* Task brief: Copy all of the data that follows without altering a word.

Data to process START

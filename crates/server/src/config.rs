use serde::Deserialize;

/// Top-level configuration for the Chairside server, loaded from a TOML
/// file. Every section has defaults so an absent file yields a working
/// development configuration.
#[derive(Debug, Default, Deserialize)]
pub struct ChairsideConfig {
    /// HTTP server bind configuration.
    #[serde(default)]
    pub server: ServerConfig,
    /// Session validation configuration.
    #[serde(default)]
    pub session: SessionConfig,
}

/// HTTP bind address configuration.
#[derive(Debug, Deserialize)]
pub struct ServerConfig {
    /// Host to bind, e.g. `0.0.0.0`.
    #[serde(default = "default_host")]
    pub host: String,
    /// Port to bind.
    #[serde(default = "default_port")]
    pub port: u16,
}

fn default_host() -> String {
    "127.0.0.1".to_owned()
}

fn default_port() -> u16 {
    8080
}

impl Default for ServerConfig {
    fn default() -> Self {
        Self {
            host: default_host(),
            port: default_port(),
        }
    }
}

/// One statically configured session token.
///
/// Real deployments plug a portal-backed [`crate::session::SessionValidator`]
/// in; the static list exists for development and tests.
#[derive(Debug, Clone, Deserialize)]
pub struct StaticSession {
    /// Value of the `portal_session` cookie.
    pub token: String,
    /// User ID the token resolves to.
    pub user_id: String,
    /// Display name for that user.
    #[serde(default)]
    pub display_name: Option<String>,
}

/// Session validation configuration.
#[derive(Debug, Default, Deserialize)]
pub struct SessionConfig {
    /// Statically accepted sessions.
    ///
    /// ```toml
    /// [[session.static_sessions]]
    /// token = "dev"
    /// user_id = "dev"
    /// display_name = "Developer"
    /// ```
    #[serde(default)]
    pub static_sessions: Vec<StaticSession>,
}

#[cfg(test)]
mod tests {
    use super::*;

    #[test]
    fn empty_toml_yields_defaults() {
        let config: ChairsideConfig = toml::from_str("").unwrap();
        assert_eq!(config.server.host, "127.0.0.1");
        assert_eq!(config.server.port, 8080);
        assert!(config.session.static_sessions.is_empty());
    }

    #[test]
    fn sections_parse() {
        let config: ChairsideConfig = toml::from_str(
            r#"
            [server]
            host = "0.0.0.0"
            port = 9090

            [[session.static_sessions]]
            token = "dev"
            user_id = "dev"
            display_name = "Developer"
            "#,
        )
        .unwrap();
        assert_eq!(config.server.port, 9090);
        assert_eq!(config.session.static_sessions.len(), 1);
        assert_eq!(config.session.static_sessions[0].token, "dev");
    }
}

Data to process END

* Final answer:
filename crates/server/src/config.rs
use serde::Deserialize;

/// Top-level configuration for the Chairside server, loaded from a TOML
/// file. Every section has defaults so an absent file yields a working
/// development configuration.
#[derive(Debug, Default, Deserialize)]
pub struct ChairsideConfig {
    /// HTTP server bind configuration.
    #[serde(default)]
    pub server: ServerConfig,
    /// Session validation configuration.
    #[serde(default)]
    pub session: SessionConfig,
}

/// HTTP bind address configuration.
#[derive(Debug, Deserialize)]
pub struct ServerConfig {
    /// Host to bind, e.g. `0.0.0.0`.
    #[serde(default = "default_host")]
    pub host: String,
    /// Port to bind.
    #[serde(default = "default_port")]
    pub port: u16,
}

fn default_host() -> String {
    "127.0.0.1".to_owned()
}

fn default_port() -> u16 {
    8080
}

impl Default for ServerConfig {
    fn default() -> Self {
        Self {
            host: default_host(),
            port: default_port(),
        }
    }
}

/// One statically configured session token.
///
/// Real deployments plug a portal-backed [`crate::session::SessionValidator`]
/// in; the static list exists for development and tests.
#[derive(Debug, Clone, Deserialize)]
pub struct StaticSession {
    /// Value of the `portal_session` cookie.
    pub token: String,
    /// User ID the token resolves to.
    pub user_id: String,
    /// Display name for that user.
    #[serde(default)]
    pub display_name: Option<String>,
}

/// Session validation configuration.
#[derive(Debug, Default, Deserialize)]
pub struct SessionConfig {
    /// Statically accepted sessions.
    ///
    /// ```toml
    /// [[session.static_sessions]]
    /// token = "dev"
    /// user_id = "dev"
    /// display_name = "Developer"
    /// ```
    #[serde(default)]
    pub static_sessions: Vec<StaticSession>,
}

#[cfg(test)]
mod tests {
    use super::*;

    #[test]
    fn empty_toml_yields_defaults() {
        let config: ChairsideConfig = toml::from_str("").unwrap();
        assert_eq!(config.server.host, "127.0.0.1");
        assert_eq!(config.server.port, 8080);
        assert!(config.session.static_sessions.is_empty());
    }

    #[test]
    fn sections_parse() {
        let config: ChairsideConfig = toml::from_str(
            r#"
            [server]
            host = "0.0.0.0"
            port = 9090

            [[session.static_sessions]]
            token = "dev"
            user_id = "dev"
            display_name = "Developer"
            "#,
        )
        .unwrap();
        assert_eq!(config.server.port, 9090);
        assert_eq!(config.session.static_sessions.len(), 1);
        assert_eq!(config.session.static_sessions[0].token, "dev");
    }
}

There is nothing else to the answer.